## Drawing a Graph Based on Projective Geometry and Galois Fields Using Maxima

As many of you know, I spent most of my last two years working on Ramsey theory for my master's thesis. I took on several subprojects around graph theory and mathematical programming so now that it is done, I thought I would share some of the things I learned in the process.

In this post, I will write about a family of graphs that are important for extremal graph theory. These graphs represent the relationship between points in the projective geometry defined by 3-dimensional vectors of elements in a Galois field, where two vertices representing two points $A$ and $B$ are joined by an edge if $A$ is in the pole of $B$. The graph is undirected because, by definition, if $A$ is in the pole of $B$, then $B$ is in the pole of $A$. The interesting feature of these graphs (as explained in this seminal paper) is that, if $A$ is joined to points $B$ and $C$ by edges, and these are in turn joined by edges to a point $D$, then $A=D$, because the line passing through points $B$ and $C$ is unique so the pole of $D$ is the pole of $A$. In plain English, this means there are no simple cycles of length 4 in these graphs. That turned out to be important for my thesis, so I wanted to illustrate one of these graphs in my write-up.

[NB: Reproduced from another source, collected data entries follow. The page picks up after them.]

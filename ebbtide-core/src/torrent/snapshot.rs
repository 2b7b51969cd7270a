//! Read-only torrent state snapshot produced fresh per adapter call.
//!
//! Every download-client backend maps its own wire representation into this
//! shape, so the rule engine never inspects client-specific status values.

use std::collections::BTreeSet;

use serde::{Deserialize, Serialize};
use url::Url;

use super::TorrentHash;

/// Normalized lifecycle state of a torrent.
///
/// Each adapter maps its client-specific status (strings, numeric codes, or
/// bitfields) into exactly one of these variants. The rule engine dispatches
/// on this discriminator, never on the raw client status.
#[derive(Debug, Clone, Copy, PartialEq, Eq, Serialize, Deserialize)]
#[serde(rename_all = "snake_case")]
pub enum TorrentState {
    /// Actively downloading payload data
    Downloading,
    /// Download state with no forward progress reported by the client
    Stalled,
    /// Complete and uploading to peers
    Seeding,
    /// Download finished, not necessarily seeding
    Completed,
    /// Paused or stopped by the operator
    Paused,
    /// Waiting in the client's download queue
    Queued,
    /// Verifying existing data
    Checking,
    /// Pre-allocating disk space
    Allocating,
    /// Still fetching metadata from the swarm (magnet links)
    FetchingMetadata,
    /// Client reports a torrent-level error
    Error,
    /// Status not recognized by the adapter
    Unknown,
}

/// Client-agnostic view of one torrent's current state.
///
/// Immutable for the duration of one evaluation; built fresh on every
/// adapter call so no stale state leaks between polling cycles.
#[derive(Debug, Clone, Serialize, Deserialize)]
pub struct TorrentSnapshot {
    /// Case-insensitive identity key
    pub hash: TorrentHash,
    /// Display name reported by the client
    pub name: String,
    /// Whether the torrent comes from a private tracker
    pub is_private: bool,
    /// Total payload size in bytes
    pub size_bytes: u64,
    /// Completion percentage, 0 to 100
    pub completion_percent: f64,
    /// Payload bytes downloaded so far (monotonic while downloading)
    pub downloaded_bytes: u64,
    /// Current download speed in bytes per second
    pub download_speed_bps: u64,
    /// Estimated seconds to completion, 0 meaning unknown or complete
    pub eta_seconds: u64,
    /// Deduplicated lowercase tracker hostnames
    pub trackers: Vec<String>,
    /// Client-side category, if the backend supports one
    pub category: Option<String>,
    /// Client-side tags or labels
    pub tags: Vec<String>,
    /// Every file in the torrent is marked unwanted/skipped
    pub all_files_skipped: bool,
    /// Normalized lifecycle state
    pub state: TorrentState,
}

impl TorrentSnapshot {
    /// Actively downloading payload data.
    pub fn is_downloading(&self) -> bool {
        self.state == TorrentState::Downloading
    }

    /// Download state with no forward progress.
    pub fn is_stalled(&self) -> bool {
        self.state == TorrentState::Stalled
    }

    /// Complete and uploading.
    pub fn is_seeding(&self) -> bool {
        self.state == TorrentState::Seeding
    }

    /// Download finished (seeding counts as completed).
    pub fn is_completed(&self) -> bool {
        matches!(self.state, TorrentState::Completed | TorrentState::Seeding)
    }

    /// Paused or stopped by the operator.
    pub fn is_paused(&self) -> bool {
        self.state == TorrentState::Paused
    }

    /// Waiting in the client's queue.
    pub fn is_queued(&self) -> bool {
        self.state == TorrentState::Queued
    }

    /// Verifying existing data.
    pub fn is_checking(&self) -> bool {
        self.state == TorrentState::Checking
    }

    /// Pre-allocating disk space.
    pub fn is_allocating(&self) -> bool {
        self.state == TorrentState::Allocating
    }

    /// Still fetching metadata from the swarm.
    pub fn is_fetching_metadata(&self) -> bool {
        self.state == TorrentState::FetchingMetadata
    }
}

/// Extracts deduplicated lowercase hostnames from tracker URLs.
///
/// Non-URL pseudo-tracker entries such as `** [DHT] **` parse as errors and
/// are discarded. Output order is stable (sorted) so snapshots compare
/// predictably in tests and logs.
pub fn tracker_hostnames<I, S>(urls: I) -> Vec<String>
where
    I: IntoIterator<Item = S>,
    S: AsRef<str>,
{
    let mut hosts = BTreeSet::new();
    for raw in urls {
        let Ok(url) = Url::parse(raw.as_ref().trim()) else {
            continue;
        };
        if let Some(host) = url.host_str() {
            hosts.insert(host.to_ascii_lowercase());
        }
    }
    hosts.into_iter().collect()
}
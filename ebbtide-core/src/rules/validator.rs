//! Configuration-time validation of rule completion ranges.
//!
//! Runs when a rule set is created or edited, never on the polling path.
//! Detects enabled rules whose completion ranges overlap within a shared
//! privacy scope, and reports sub-ranges of the 0-100% axis left uncovered
//! per scope.

use serde::Serialize;

use super::{PrivacyScope, QueueRule, RuleSet};

/// One existing rule conflicting with a validated candidate.
#[derive(Debug, Clone, PartialEq, Serialize)]
pub struct RuleConflict {
    /// Identity of the conflicting existing rule
    pub rule_id: u32,
    /// Name of the conflicting existing rule
    pub rule_name: String,
    /// Human-readable description of the conflict
    pub detail: String,
}

/// Result of validating one candidate rule against the existing rules.
#[derive(Debug, Clone, PartialEq, Serialize)]
pub struct ValidationOutcome {
    /// False when at least one conflict was found
    pub is_valid: bool,
    /// One entry per conflicting existing rule
    pub conflicts: Vec<RuleConflict>,
    /// Summary suitable for surfacing to the operator
    pub message: Option<String>,
}

impl ValidationOutcome {
    fn valid() -> Self {
        Self {
            is_valid: true,
            conflicts: Vec::new(),
            message: None,
        }
    }
}

/// A sub-range of the completion axis not covered by any enabled rule.
///
/// The two privacy scopes are fully independent; a gap in one says nothing
/// about the other.
#[derive(Debug, Clone, PartialEq, Serialize)]
pub struct CoverageGap {
    /// Privacy classification the gap belongs to
    pub scope: PrivacyScope,
    /// Start of the uncovered range, inclusive
    pub from: f64,
    /// End of the uncovered range
    pub to: f64,
}

/// Validates a candidate rule's completion range against existing rules.
///
/// Two enabled rules conflict when their ranges intersect with positive
/// width and their privacy scopes can apply to the same torrent. Ranges
/// that only touch at a boundary do not conflict, a zero-width range nested
/// inside another never conflicts (it is a single-point exception), and a
/// rule never conflicts with another rule sharing its id, so in-place edits
/// do not self-conflict. Disabled rules on either side are skipped.
pub fn validate_intervals<R: QueueRule>(candidate: &R, existing: &[R]) -> ValidationOutcome {
    if !candidate.enabled() {
        return ValidationOutcome::valid();
    }

    let conflicts: Vec<RuleConflict> = existing
        .iter()
        .filter(|other| other.id() != candidate.id())
        .filter(|other| other.enabled())
        .filter(|other| candidate.privacy_type().intersects(other.privacy_type()))
        .filter(|other| ranges_conflict(candidate.completion_range(), other.completion_range()))
        .map(|other| {
            let (min, max) = other.completion_range();
            RuleConflict {
                rule_id: other.id(),
                rule_name: other.name().to_string(),
                detail: format!(
                    "completion range {}-{}% intersects '{}' ({}-{}%)",
                    candidate.completion_range().0,
                    candidate.completion_range().1,
                    other.name(),
                    min,
                    max,
                ),
            }
        })
        .collect();

    if conflicts.is_empty() {
        return ValidationOutcome::valid();
    }

    let names: Vec<&str> = conflicts
        .iter()
        .map(|conflict| conflict.rule_name.as_str())
        .collect();
    ValidationOutcome {
        is_valid: false,
        message: Some(format!(
            "rule '{}' overlaps enabled rule(s): {}",
            candidate.name(),
            names.join(", "),
        )),
        conflicts,
    }
}

/// Validates every enabled rule of a rule set against its own pool.
///
/// Stall and slow rules are selected from independent pools, so ranges only
/// conflict within a pool, never across. Returns the first invalid outcome
/// found, or a valid outcome when the whole set is conflict-free.
pub fn validate_rule_set(set: &RuleSet) -> ValidationOutcome {
    for rule in &set.stall_rules {
        let outcome = validate_intervals(rule, &set.stall_rules);
        if !outcome.is_valid {
            return outcome;
        }
    }
    for rule in &set.slow_rules {
        let outcome = validate_intervals(rule, &set.slow_rules);
        if !outcome.is_valid {
            return outcome;
        }
    }
    ValidationOutcome::valid()
}

/// Reports uncovered completion sub-ranges for each privacy scope.
///
/// Runs the sweep once for `Public` and once for `Private`; a rule scoped
/// `Both` contributes coverage to each. With no enabled rules for a scope
/// the whole axis is reported as a single `[0, 100]` gap.
pub fn find_coverage_gaps<R: QueueRule>(rules: &[R]) -> Vec<CoverageGap> {
    let mut gaps = Vec::new();
    for scope in [PrivacyScope::Public, PrivacyScope::Private] {
        gaps.extend(scope_gaps(rules, scope));
    }
    gaps
}

fn scope_gaps<R: QueueRule>(rules: &[R], scope: PrivacyScope) -> Vec<CoverageGap> {
    let mut intervals: Vec<(f64, f64)> = rules
        .iter()
        .filter(|rule| rule.enabled())
        .filter(|rule| rule.privacy_type().covers(scope))
        .map(|rule| {
            let (min, max) = rule.completion_range();
            (min.clamp(0.0, 100.0), max.clamp(0.0, 100.0))
        })
        .filter(|(min, max)| max >= min)
        .collect();
    intervals.sort_by(|a, b| a.partial_cmp(b).expect("clamped bounds are comparable"));

    let mut gaps = Vec::new();
    let mut cursor = 0.0_f64;
    for (min, max) in intervals {
        if min > cursor {
            gaps.push(CoverageGap {
                scope,
                from: cursor,
                to: min,
            });
        }
        cursor = cursor.max(max).min(100.0);
    }
    if cursor < 100.0 {
        gaps.push(CoverageGap {
            scope,
            from: cursor,
            to: 100.0,
        });
    }
    gaps
}

fn ranges_conflict(a: (f64, f64), b: (f64, f64)) -> bool {
    // Zero-width and inverted ranges contribute no coverage and cannot
    // conflict; touching boundaries share no positive-width intersection.
    let (a_min, a_max) = a;
    let (b_min, b_max) = b;
    if a_min >= a_max || b_min >= b_max {
        return false;
    }
    a_min < b_max && b_min < a_max
}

My weapon of choice was Maxima. I just realized I have not posted about Maxima before, but that is actually my go-to software whenever I have to deal with mathematical programming. It is a great tool for prototyping things that require non-trivial concepts of math. In the particular case of these graphs I was trying to draw, Maxima provides a package to deal with Galois fields and a package to make (and even draw) graphs, so I had everything I needed... except experience with Maxima. Despite being an occasional Maxima user for several years, I am not an expert in the commands and expressions, so my first version of the code was pretty clunky and did not feel like Maxima. I turned to the expertise of the Maxima community in their mailing list, and they were exteremely helpful. The version of the code that I like the most is as follows:

 load(gf)$load(graphs)$ gf_set_data(2, 2)$ef_set_data(ef_primitive_poly(3))$ gen: ef_primitive()$nelements: ef_order() / gf_order()$ extelements: makelist(ef_exp(gen, i), i, 0, nelements - 1)$vertexset: map(lambda([p], map(gf_n2p, ef_p2l(p, 3))), extelements)$ block([matrix_element_mult: gf_mult, matrix_element_add: gf_add], pg: make_graph(vertexset, lambda([p, q], is(p . q = 0))))\$ draw_graph(pg, redraw=true); graph6_encode(pg); 

Some comments about the code: In the original version, you will see I built a set of all 3-D vectors of elements in the Galois field in question, and then built equivalence classes out of them based on a finding a scalar that would make one vector a scalar multiple of the other. This was very slow, and the code looked very contrived. The idea behind this version of the code came from Volker van Nek, who pointed me to the ef_ calls that deal with extension fields over the original Galois field. In this case, I want to extend my original Galois field to 3 dimensions , so I call ef_primitive_poly(3). This sole idea makes generating the points straightforward, as you can see in the code above. Another important improvement over the original code was the call to make_graph instead of create_graph. This idea was suggested by Andrej Vodopivec. While it seems those two functions should do the same thing, the main difference in their behavior is that... make_graph is cool an create_graph is not. make_graph works great when you know the rule that defines whether there is an edge between the objects you are calling vertices or not, which is the case in this example. One last thing I leared from Robert Dodier was the block function, which lets me scope variable assignments to a defined sequence of commands. In my case, I wanted to override the way dot products are calculated, but I didn't want this setting to affect subsequent commands.

In addition to the technical considerations mentioned above, I have to say I am very impressed by the Maxima community participating in their Maxima-discuss list. These are extremely well-versed members helping newcomers like me build interesting, slick solutions to computer algebra problems. I think this is a great asset in the Maxima community and I expect to get more involved with it in the future.